Pero tomemos el caso positivo. ¿Quién no recuerda los platos que
nos cocinaban nuestras abuelas? Algún sabor, algún aroma, algún
color de aquellas comidas tan ricas que nos evocan momentos felices
de nuestra infancia.
Nuestras
abuelas se pasaban el día cocinando con amor para la reunión
familiar y hacían todo casero, con sus propias manos.Sin embargo,
hoy en día en día las abuelas ya no tejen ni miran la novela de la
tarde. Primero, porque las novelas están cerca de la medianoche y
segundo, porque las abuelas actuales aprenden inglés, hacen yoga y
juegan al tenis.
Y
está muy bien que así sea. Pero ¿es posible aún elaborar platos
únicos que nuestro cerebro registre como tales? En definitiva, ¿es
posible aún cocinar con amor para toda la familia? Es cierto que
ahora el ritmo de vida es mucho más acelerado que antes y el tiempo
parece correr más veloz. No obstante, los que corremos somos
nosotros por las demandas que nos impone este mundo globalizado. Por
eso también hay más alimentos envasados o listos para ser servidos
a la mesa.
De
todos modos, esto no nos impide tomarnos unos minutos para cocinar
para quienes queremos. De seguro, no tendremos que desplumar un pollo
ni buscar las arvejas en el huerto del jardín para preparar el
almuerzo o la cena. Es probable que compremos el pollo ya desplumado
y listo para el horno y abramos una lata de arvejas en menos de cinco
minutos.
Y
lo que a nuestras abuelas les llevaba toda una mañana o una tarde,
nosotros lo resolvamos en media hora. Pero, por favor, tomémonos
esos treinta minutos para cocinar con dedicación y amor el plato que
compartiremos en familia o entre amigos.
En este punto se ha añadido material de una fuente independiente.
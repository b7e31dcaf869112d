//! Rules gating the faculty (CDD) and central administration (SIC)
//! decisions: who may act in which status, what a decision must carry,
//! and which checklist states allow an approval.

use osis_checklist::{
    BesoinDeDerogation, ChoixStatutChecklist, DecisionCdd, StatutsChecklistDoctorale,
};
use osis_validation::{BusinessValidator, MultipleBusinessExceptions};

use crate::enums::{ChoixStatutPropositionDoctorale, TypeDemande};
use crate::exceptions::PropositionError;
use crate::valeurs::{
    ConditionComplementaireIdentity, ConditionComplementaireLibre, EmplacementDocument,
    MotifRefusIdentity, TitreAccesSelectionnable,
};

const CLE_DECISION: &str = "decision";
const CLE_EN_COURS: &str = "en_cours";
const EN_COURS_DEROGATION: &str = "derogation";

// ─── Actor gates ─────────────────────────────────────────────────────

/// SIC may hand the proposition to the CDD only from its own statuses.
pub struct ShouldSicPeutSoumettreACddLorsDeLaDecisionCdd {
    pub statut: ChoixStatutPropositionDoctorale,
}

impl BusinessValidator<PropositionError> for ShouldSicPeutSoumettreACddLorsDeLaDecisionCdd {
    fn validate(&self) -> Result<(), PropositionError> {
        if !self
            .statut
            .est_dans(ChoixStatutPropositionDoctorale::ENVOYABLE_EN_CDD_POUR_DECISION)
        {
            return Err(PropositionError::SituationPropositionNonSic);
        }
        Ok(())
    }
}

pub struct ShouldCddPeutDonnerDecision {
    pub statut: ChoixStatutPropositionDoctorale,
}

impl BusinessValidator<PropositionError> for ShouldCddPeutDonnerDecision {
    fn validate(&self) -> Result<(), PropositionError> {
        if !self.statut.est_dans(ChoixStatutPropositionDoctorale::SOUMISE_POUR_CDD) {
            return Err(PropositionError::SituationPropositionNonCdd);
        }
        Ok(())
    }
}

/// Decision details may also be edited while documents are requested.
pub struct ShouldPeutSpecifierInformationsDecisionCdd {
    pub statut: ChoixStatutPropositionDoctorale,
}

impl BusinessValidator<PropositionError> for ShouldPeutSpecifierInformationsDecisionCdd {
    fn validate(&self) -> Result<(), PropositionError> {
        if !self
            .statut
            .est_dans(ChoixStatutPropositionDoctorale::SOUMISE_POUR_CDD_ETENDUS)
        {
            return Err(PropositionError::SituationPropositionNonCdd);
        }
        Ok(())
    }
}

pub struct ShouldSicPeutDonnerDecision {
    pub statut: ChoixStatutPropositionDoctorale,
}

impl BusinessValidator<PropositionError> for ShouldSicPeutDonnerDecision {
    fn validate(&self) -> Result<(), PropositionError> {
        if !self.statut.est_dans(ChoixStatutPropositionDoctorale::SOUMISE_POUR_SIC) {
            return Err(PropositionError::SituationPropositionNonSic);
        }
        Ok(())
    }
}

pub struct ShouldPeutSpecifierInformationsDecisionSic {
    pub statut: ChoixStatutPropositionDoctorale,
}

impl BusinessValidator<PropositionError> for ShouldPeutSpecifierInformationsDecisionSic {
    fn validate(&self) -> Result<(), PropositionError> {
        if !self
            .statut
            .est_dans(ChoixStatutPropositionDoctorale::SOUMISE_POUR_SIC_ETENDUS)
        {
            return Err(PropositionError::SituationPropositionNonSic);
        }
        Ok(())
    }
}

/// A closed CDD decision cannot be reopened.
pub struct ShouldStatutDecisionCddEtreDifferentCloture<'a> {
    pub checklist_actuelle: &'a StatutsChecklistDoctorale,
}

impl BusinessValidator<PropositionError> for ShouldStatutDecisionCddEtreDifferentCloture<'_> {
    fn validate(&self) -> Result<(), PropositionError> {
        if self.checklist_actuelle.decision_cdd.extra(CLE_DECISION) == Some(DecisionCdd::Cloture.name())
        {
            return Err(PropositionError::StatutChecklistDecisionCddDoitEtreDifferentCloture);
        }
        Ok(())
    }
}

// ─── Request type ────────────────────────────────────────────────────

pub struct ShouldDemandeEtreTypeAdmission {
    pub type_demande: TypeDemande,
}

impl BusinessValidator<PropositionError> for ShouldDemandeEtreTypeAdmission {
    fn validate(&self) -> Result<(), PropositionError> {
        if self.type_demande != TypeDemande::Admission {
            return Err(PropositionError::DemandeDoitEtreAdmission);
        }
        Ok(())
    }
}

pub struct ShouldDemandeEtreTypeInscription {
    pub type_demande: TypeDemande,
}

impl BusinessValidator<PropositionError> for ShouldDemandeEtreTypeInscription {
    fn validate(&self) -> Result<(), PropositionError> {
        if self.type_demande != TypeDemande::Inscription {
            return Err(PropositionError::DemandeDoitEtreInscription);
        }
        Ok(())
    }
}

// ─── Decision content ────────────────────────────────────────────────

pub struct ShouldSpecifierMotifRefus<'a> {
    pub motifs_refus: &'a [MotifRefusIdentity],
    pub autres_motifs_refus: &'a [String],
}

impl BusinessValidator<PropositionError> for ShouldSpecifierMotifRefus<'_> {
    fn validate(&self) -> Result<(), PropositionError> {
        if self.motifs_refus.is_empty() && self.autres_motifs_refus.is_empty() {
            return Err(PropositionError::MotifRefusNonSpecifie);
        }
        Ok(())
    }
}

/// An admission approval states whether it has conditions (and lists
/// them if so) and how many years the programme should last.
pub struct ShouldSpecifierInformationsAcceptation<'a> {
    pub avec_conditions_complementaires: Option<bool>,
    pub conditions_complementaires_existantes: &'a [ConditionComplementaireIdentity],
    pub conditions_complementaires_libres: &'a [ConditionComplementaireLibre],
    pub nombre_annees_prevoir_programme: Option<u8>,
}

impl BusinessValidator<PropositionError> for ShouldSpecifierInformationsAcceptation<'_> {
    fn validate(&self) -> Result<(), PropositionError> {
        let sans_condition = self.conditions_complementaires_existantes.is_empty()
            && self.conditions_complementaires_libres.is_empty();
        let incomplet = match self.avec_conditions_complementaires {
            None => true,
            Some(true) => sans_condition,
            Some(false) => false,
        } || self.nombre_annees_prevoir_programme.unwrap_or(0) == 0;

        if incomplet {
            return Err(PropositionError::InformationsAcceptationNonSpecifiees);
        }
        Ok(())
    }
}

/// The enrolment variant only checks that announced conditions are
/// listed.
pub struct ShouldSpecifierInformationsAcceptationInscription<'a> {
    pub avec_conditions_complementaires: Option<bool>,
    pub conditions_complementaires_existantes: &'a [ConditionComplementaireIdentity],
    pub conditions_complementaires_libres: &'a [ConditionComplementaireLibre],
}

impl BusinessValidator<PropositionError> for ShouldSpecifierInformationsAcceptationInscription<'_> {
    fn validate(&self) -> Result<(), PropositionError> {
        if self.avec_conditions_complementaires == Some(true)
            && self.conditions_complementaires_existantes.is_empty()
            && self.conditions_complementaires_libres.is_empty()
        {
            return Err(PropositionError::InformationsAcceptationNonSpecifiees);
        }
        Ok(())
    }
}

pub struct ShouldSelectionnerTitreAccesPourEnvoyerASic<'a> {
    pub titres_selectionnes: &'a [TitreAccesSelectionnable],
}

impl BusinessValidator<PropositionError> for ShouldSelectionnerTitreAccesPourEnvoyerASic<'_> {
    fn validate(&self) -> Result<(), PropositionError> {
        if self.titres_selectionnes.is_empty() {
            return Err(PropositionError::TitreAccesEtreSelectionnePourEnvoyerASic);
        }
        Ok(())
    }
}

// ─── Approval preconditions ──────────────────────────────────────────

pub struct ShouldNePasAvoirDeDocumentReclameImmediat<'a> {
    pub documents: &'a [EmplacementDocument],
}

impl BusinessValidator<PropositionError> for ShouldNePasAvoirDeDocumentReclameImmediat<'_> {
    fn validate(&self) -> Result<(), PropositionError> {
        if self
            .documents
            .iter()
            .any(EmplacementDocument::est_a_reclamer_immediatement)
        {
            return Err(PropositionError::DocumentAReclamerImmediat);
        }
        Ok(())
    }
}

/// Financeability must be settled: not concerned, or established.
pub struct ShouldFinancabiliteEtreDansEtatCorrectPourApprouverDemande<'a> {
    pub checklist_actuelle: &'a StatutsChecklistDoctorale,
}

impl BusinessValidator<PropositionError>
    for ShouldFinancabiliteEtreDansEtatCorrectPourApprouverDemande<'_>
{
    fn validate(&self) -> Result<(), PropositionError> {
        match self.checklist_actuelle.financabilite.statut {
            ChoixStatutChecklist::InitialNonConcerne | ChoixStatutChecklist::GestReussite => Ok(()),
            _ => Err(PropositionError::EtatChecklistFinancabiliteNonValidePourApprouverDemande),
        }
    }
}

/// An enrolment is approved from an untouched SIC decision, or from a
/// dispensation request that management approved.
pub struct ShouldChecklistEtreDansEtatCorrectPourApprouverInscription<'a> {
    pub checklist_actuelle: &'a StatutsChecklistDoctorale,
    pub besoin_de_derogation: BesoinDeDerogation,
}

impl BusinessValidator<PropositionError>
    for ShouldChecklistEtreDansEtatCorrectPourApprouverInscription<'_>
{
    fn validate(&self) -> Result<(), PropositionError> {
        let decision_sic = &self.checklist_actuelle.decision_sic;
        let derogation_accordee = decision_sic.statut == ChoixStatutChecklist::GestEnCours
            && decision_sic.extra(CLE_EN_COURS) == Some(EN_COURS_DEROGATION)
            && self.besoin_de_derogation == BesoinDeDerogation::AccordDirection;

        if decision_sic.statut == ChoixStatutChecklist::InitialCandidat || derogation_accordee {
            Ok(())
        } else {
            Err(PropositionError::EtatChecklistDecisionSicNonValidePourApprouverUneInscription)
        }
    }
}

pub struct ShouldDonneesPersonnellesEtreValidees<'a> {
    pub checklist_actuelle: &'a StatutsChecklistDoctorale,
}

impl BusinessValidator<PropositionError> for ShouldDonneesPersonnellesEtreValidees<'_> {
    fn validate(&self) -> Result<(), PropositionError> {
        if self.checklist_actuelle.donnees_personnelles.statut != ChoixStatutChecklist::GestReussite {
            return Err(PropositionError::EtatChecklistDonneesPersonnellesNonValidePourApprouverDemande);
        }
        Ok(())
    }
}

pub struct ShouldNePasEtreEnQuarantaine {
    pub en_quarantaine: bool,
}

impl BusinessValidator<PropositionError> for ShouldNePasEtreEnQuarantaine {
    fn validate(&self) -> Result<(), PropositionError> {
        if self.en_quarantaine {
            return Err(PropositionError::EnQuarantaine);
        }
        Ok(())
    }
}

/// Narrows whatever the curriculum check reported into the single
/// approval-time exception.
pub struct ShouldCurriculumEtreCompletPourAcceptation<'a> {
    pub verification_curriculum: &'a Result<(), MultipleBusinessExceptions<PropositionError>>,
}

impl BusinessValidator<PropositionError> for ShouldCurriculumEtreCompletPourAcceptation<'_> {
    fn validate(&self) -> Result<(), PropositionError> {
        self.verification_curriculum
            .as_ref()
            .map_err(|_| PropositionError::CurriculumNonCompletePourAcceptation)
            .copied()
    }
}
Porque nuestra mente no
perdona.
El
cerebro, al igual que una computadora, guarda ese aroma y ese sabor y
lo asocia a ese instante mágico que les regalamos a otros y NOS
regalamos a nosotros mismos también.
Atesoremos
esas imágenes y esas sensaciones, aunque después nos resulte
difícil volver a encontrar otro plato igual. Y tal vez sea por esto
mismo que valga la pena ofrecer una comida única e irrepetible.